Dear AddaxAIers,
Just sharing some information here, for those who were looking for more information on the ‘Model to detect animals, vehicles, and persons’ in the advanced mode of AddaxAI.
We currently (as per my clean install of AddaxAI v6.23 for Windows) have the following options:
1. MegaDetector 1000 Redwood
2. MegaDetector 1000 Spruce
3. MegaDetector 5a
4. MegaDetector 5b
5. Custom model
So, below are some pointers on each of them.
1. MegaDetector 1000 Redwood
If you want to join me on the cutting edge, or if you have large reptiles and/or you experience the “boxes in the sky” problem with MDv5, use MDv1000-redwood.
MD1000-redwood (the largest model) is the one I reach for (alongside MDv5) when I’m responsible for sending the most accurate results I can to a user. For this model, I chose YOLOv5x6 (the same architecture as MDv5) because (a) it is still (around) the highest accuracy on COCO among Ultralytics model families, (b) it was the last Ultralytics model whose recommended inference code carried a GPL (rather than AGPL) license, and (c) using the same architecture as MDv5 allowed me to do a pretty apples-to-apples comparison of the whole training process against MDv5.
As per GitHub DOT COM /agentmorris/MegaDetector/blob/main/docs/release-notes/mdv1000-release.md
2. MegaDetector 1000 Spruce
MDv1000-spruce (based on YOLOv5s) was built specifically for the Conservation X Labs Sentinel device, a module that adds edge AI capabilities and connectivity to existing camera traps.
As per GitHub DOT COM /agentmorris/MegaDetector/blob/main/docs/release-notes/mdv1000-release.md
3. MegaDetector 5a
If you’re starting from scratch and you want the safe thing that has been studied extensively in the literature, use MDv5a.

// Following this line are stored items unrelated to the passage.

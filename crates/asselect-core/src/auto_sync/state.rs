//! Per-session sync bookkeeping

use std::path::PathBuf;

use chrono::{DateTime, Local};

use crate::studio::StudioVersion;
use crate::sync::SyncResult;

/// State of the current auto-sync session
#[derive(Debug, Clone, Default, PartialEq, Eq)]
pub struct SessionState {
    /// Studio version the session belongs to
    pub studio: Option<StudioVersion>,
    /// Source-of-truth tree changes are mirrored into
    pub source_root: Option<PathBuf>,
    /// Last sync that changed at least one file
    pub last_sync: Option<DateTime<Local>>,
    /// Last time any trigger ran a sync attempt
    pub last_check: Option<DateTime<Local>>,
    /// Files synced during this session
    pub files_synced: usize,
    /// Syncs during this session that changed at least one file
    pub total_syncs: usize,
}

impl SessionState {
    /// Start a fresh session, discarding any previous one
    pub fn begin(&mut self, studio: StudioVersion, source_root: PathBuf) {
        *self = Self {
            studio: Some(studio),
            source_root: Some(source_root),
            ..Self::default()
        };
    }

    /// Return to idle
    pub fn reset(&mut self) {
        *self = Self::default();
    }

    /// Whether a session is active
    #[must_use]
    pub const fn is_active(&self) -> bool {
        self.source_root.is_some()
    }

    /// Account for one completed sync attempt
    pub fn record(&mut self, result: &SyncResult, at: DateTime<Local>) {
        self.last_check = Some(at);

        let files = result.files_synced();
        if files > 0 {
            self.last_sync = Some(at);
            self.files_synced += files;
            self.total_syncs += 1;
        }
    }
}

/// Point-in-time view of auto-sync for status displays
#[derive(Debug, Clone, PartialEq, Eq)]
pub struct SyncStatistics {
    /// Current session
    pub session: SessionState,
    /// Configured project root
    pub project_root: Option<PathBuf>,
    /// Whether a sync could run right now
    pub can_sync: bool,
    /// Whether periodic checks are enabled
    pub periodic_enabled: bool,
    /// Minutes between periodic checks
    pub periodic_interval_minutes: u32,
    /// Studio processes currently tracked
    pub running_processes: usize,
}
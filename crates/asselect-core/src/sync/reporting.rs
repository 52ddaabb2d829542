//! Sync operation reporting

use std::fmt::Write;

use super::SyncResult;

/// Sync operation reporter
pub struct SyncReporter;

impl SyncReporter {
    /// Generate a summary report
    #[must_use]
    pub fn generate_summary(result: &SyncResult) -> String {
        let mut output = String::new();

        output.push_str("\n=== Sync Summary ===\n");
        let _ = writeln!(output, "Created:  {}", result.created);
        let _ = writeln!(output, "Updated:  {}", result.updated);
        let _ = writeln!(output, "Deleted:  {}", result.deleted);
        let _ = writeln!(output, "Skipped:  {}", result.skipped);

        if let Some(backup) = &result.backup {
            let _ = writeln!(output, "Backup:   {}", backup.display());
        }

        if !result.errors.is_empty() {
            let _ = writeln!(output, "\nErrors ({}):", result.errors.len());
            for error in &result.errors {
                let _ = writeln!(output, "  - {error}");
            }
        }

        let _ = writeln!(output, "\nFiles synced: {}", result.files_synced());

        if result.is_success() {
            output.push_str("Status: ✓ Success\n");
        } else {
            output.push_str("Status: ✗ Completed with errors\n");
        }

        output
    }
}
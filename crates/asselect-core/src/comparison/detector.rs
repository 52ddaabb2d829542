//! Recursive change detection between two directory trees
//!
//! Both trees are rescanned on every call; nothing is cached between passes.

use std::path::{Path, PathBuf};

use super::{Change, ChangeKind};
use crate::scanner::{Scanner, TreeSnapshot};

/// Result of one detection pass. Paths are relative and sorted.
#[derive(Debug, Clone, Default, PartialEq, Eq)]
pub struct ChangeSet {
    /// Present in both trees with different content
    pub modified: Vec<PathBuf>,
    /// Present only in the working copy
    pub new: Vec<PathBuf>,
    /// Present only in the source of truth
    pub deleted: Vec<PathBuf>,
}

impl ChangeSet {
    /// Whether the trees are in sync
    #[must_use]
    pub fn is_empty(&self) -> bool {
        self.modified.is_empty() && self.new.is_empty() && self.deleted.is_empty()
    }

    /// Total number of changed paths
    #[must_use]
    pub fn len(&self) -> usize {
        self.modified.len() + self.new.len() + self.deleted.len()
    }

    /// Iterate over every change: modified, then new, then deleted
    pub fn iter(&self) -> impl Iterator<Item = Change<'_>> {
        fn tagged(kind: ChangeKind, paths: &[PathBuf]) -> impl Iterator<Item = Change<'_>> {
            paths.iter().map(move |path| Change {
                kind,
                path: path.as_path(),
            })
        }

        tagged(ChangeKind::Modified, &self.modified)
            .chain(tagged(ChangeKind::New, &self.new))
            .chain(tagged(ChangeKind::Deleted, &self.deleted))
    }
}

/// Change detector
pub struct ChangeDetector;

impl ChangeDetector {
    /// Scan both roots and classify every relative path.
    ///
    /// Missing roots scan as empty trees, so a missing working copy reports
    /// every source file as deleted and a missing source reports every working
    /// file as new.
    #[must_use]
    pub fn detect(source_root: &Path, working_root: &Path) -> ChangeSet {
        let source = Scanner::scan(source_root);
        let working = Scanner::scan(working_root);

        let changes = Self::compare(&source, &working);

        tracing::debug!(
            source = %source_root.display(),
            working = %working_root.display(),
            modified = changes.modified.len(),
            new = changes.new.len(),
            deleted = changes.deleted.len(),
            "detected changes"
        );

        changes
    }

    /// Classify two already-taken snapshots
    #[must_use]
    pub fn compare(source: &TreeSnapshot, working: &TreeSnapshot) -> ChangeSet {
        let mut changes = ChangeSet::default();

        for (rel_path, working_record) in &working.files {
            match source.get(rel_path) {
                Some(source_record) if source_record.is_content_equal(working_record) => {}
                Some(_) => changes.modified.push(rel_path.clone()),
                None => changes.new.push(rel_path.clone()),
            }
        }

        for rel_path in source.files.keys() {
            if !working.contains(rel_path) {
                changes.deleted.push(rel_path.clone());
            }
        }

        changes
    }

    /// Whether the trees differ at all. Used for cheap periodic polling.
    #[must_use]
    pub fn has_changes(source_root: &Path, working_root: &Path) -> bool {
        !Self::detect(source_root, working_root).is_empty()
    }
}
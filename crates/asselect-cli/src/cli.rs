use std::path::PathBuf;

use asselect_core::studio::StudioVersion;
use clap::{Parser, Subcommand};

/// Automation Studio Selector
///
/// Switch a project between installed Automation Studio versions and mirror
/// library changes back to the version-specific source of truth
#[derive(Parser, Debug)]
#[command(name = "asselect")]
#[command(about, long_about = None, version)]
pub struct Cli {
    /// Enable verbose output
    #[arg(short, long, global = true)]
    pub verbose: bool,

    /// Use a specific config directory
    #[arg(long, global = true, value_name = "DIR", env = "ASSELECT_CONFIG_DIR")]
    pub config_dir: Option<PathBuf>,

    #[command(subcommand)]
    pub command: Commands,
}

#[derive(Subcommand, Debug)]
pub enum Commands {
    /// Set the project root (must contain Logical/ and Physical/)
    Setup {
        /// Project root directory
        project_root: PathBuf,
    },

    /// Manage installed Automation Studio versions
    Studio {
        #[command(subcommand)]
        action: StudioAction,
    },

    /// Rewire the project for a studio version
    Switch {
        /// Studio version (4.5 or 6)
        version: StudioVersion,

        /// Open the project with the studio afterwards
        #[arg(long)]
        launch: bool,
    },

    /// Mirror working-copy changes into the version's libraries now
    Sync {
        /// Studio version (default: last selected)
        version: Option<StudioVersion>,

        /// List pending changes without applying them
        #[arg(long)]
        dry_run: bool,
    },

    /// Show configuration, pending changes and backups
    Status {
        /// Studio version (default: last selected)
        version: Option<StudioVersion>,
    },

    /// Watch the studio process and auto-sync until interrupted
    Watch {
        /// Studio version (default: last selected)
        version: Option<StudioVersion>,
    },

    /// Show or change auto-sync settings
    Settings {
        #[command(subcommand)]
        action: Option<SettingsAction>,
    },
}

impl Commands {
    /// Whether the command touches project files and gets a session log
    pub const fn writes_session_log(&self) -> bool {
        matches!(
            self,
            Self::Switch { .. } | Self::Sync { dry_run: false, .. } | Self::Watch { .. }
        )
    }
}

#[derive(Subcommand, Debug)]
pub enum StudioAction {
    /// Register an installed studio
    Add {
        /// Studio version (4.5 or 6)
        version: StudioVersion,

        /// Path to the studio executable
        executable: PathBuf,
    },

    /// List registered studios
    List,

    /// Unregister a studio
    Remove {
        /// Studio version (4.5 or 6)
        version: StudioVersion,
    },
}

#[derive(Subcommand, Debug)]
pub enum SettingsAction {
    /// Print current settings (default)
    Show,

    /// Change one or more settings
    Set(SettingsArgs),

    /// Restore defaults
    Reset,
}

#[derive(clap::Args, Debug, Default)]
pub struct SettingsArgs {
    /// Sync when the studio closes
    #[arg(long, value_name = "BOOL")]
    pub sync_on_studio_close: Option<bool>,

    /// Sync when the session ends
    #[arg(long, value_name = "BOOL")]
    pub sync_on_app_close: Option<bool>,

    /// Check for changes periodically
    #[arg(long, value_name = "BOOL")]
    pub periodic: Option<bool>,

    /// Minutes between periodic checks (1-60)
    #[arg(long, value_name = "MINUTES")]
    pub interval: Option<u32>,

    /// Record every synced file in the session log
    #[arg(long, value_name = "BOOL")]
    pub log_operations: Option<bool>,

    /// Back up the libraries before syncing
    #[arg(long, value_name = "BOOL")]
    pub backup: Option<bool>,

    /// Backups to keep (0-10, 0 disables backups)
    #[arg(long, value_name = "COUNT")]
    pub max_backups: Option<u32>,
}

As per GitHub DOT COM /agentmorris/MegaDetector/blob/main/docs/release-notes/mdv1000-release.md
MegaDetector v4 was trained on all MDv3 training data, plus new private data, and new public data.
As per GitHub DOT COM /agentmorris/MegaDetector/blob/main/megadetector.md#can-you-share-the-training-data
The first thing we always run is MDv5a… 95% of the time, the flowchart stops here. That’s in bold because we want to stress that this whole section is about the unusual case, not the typical case. There are enough complicated things in life, don’t make choosing MegaDetector versions more complicated than it needs to be.
As per GitHub DOT COM /agentmorris/MegaDetector/blob/main/megadetector.md#pro-tips-for-coaxing-every-bit-of-accuracy-out-of-megadetector
4. MegaDetector 5b
MDv5 is actually two models (MDv5a and MDv5b), differing only in their training data. Both appear to be more accurate than MDv4, and both are 3x-4x faster than MDv4, but each MDv5 model can outperform the other slightly, depending on your data. When in doubt, for now, try them both. If you really twist our arms to recommend one… we recommend MDv5a. But try them both and tell us which works better for you!
As per As per GitHub DOT COM /agentmorris/MegaDetector/releases
MegaDetector v5b was trained on all MDv4 training data, plus new private data, and new public data.
As per As per GitHub DOT COM /MegaDetector/blob/main/megadetector.md#can-you-share-the-training-data
If anything looks off, specifically if you’re missing animals that you think MegaDetector should be getting, or if you just want to see if you can squeeze a little more precision out, try MDv5b. Usually, we’ve found that MDv5a works at least as well as MDv5b, but every dataset is different.
As per As per GitHub DOT COM /agentmorris/MegaDetector/blob/main/megadetector.md#pro-tips-for-coaxing-every-bit-of-accuracy-out-of-megadetector
5. Custom model
This allows us to load other Yolov5 models.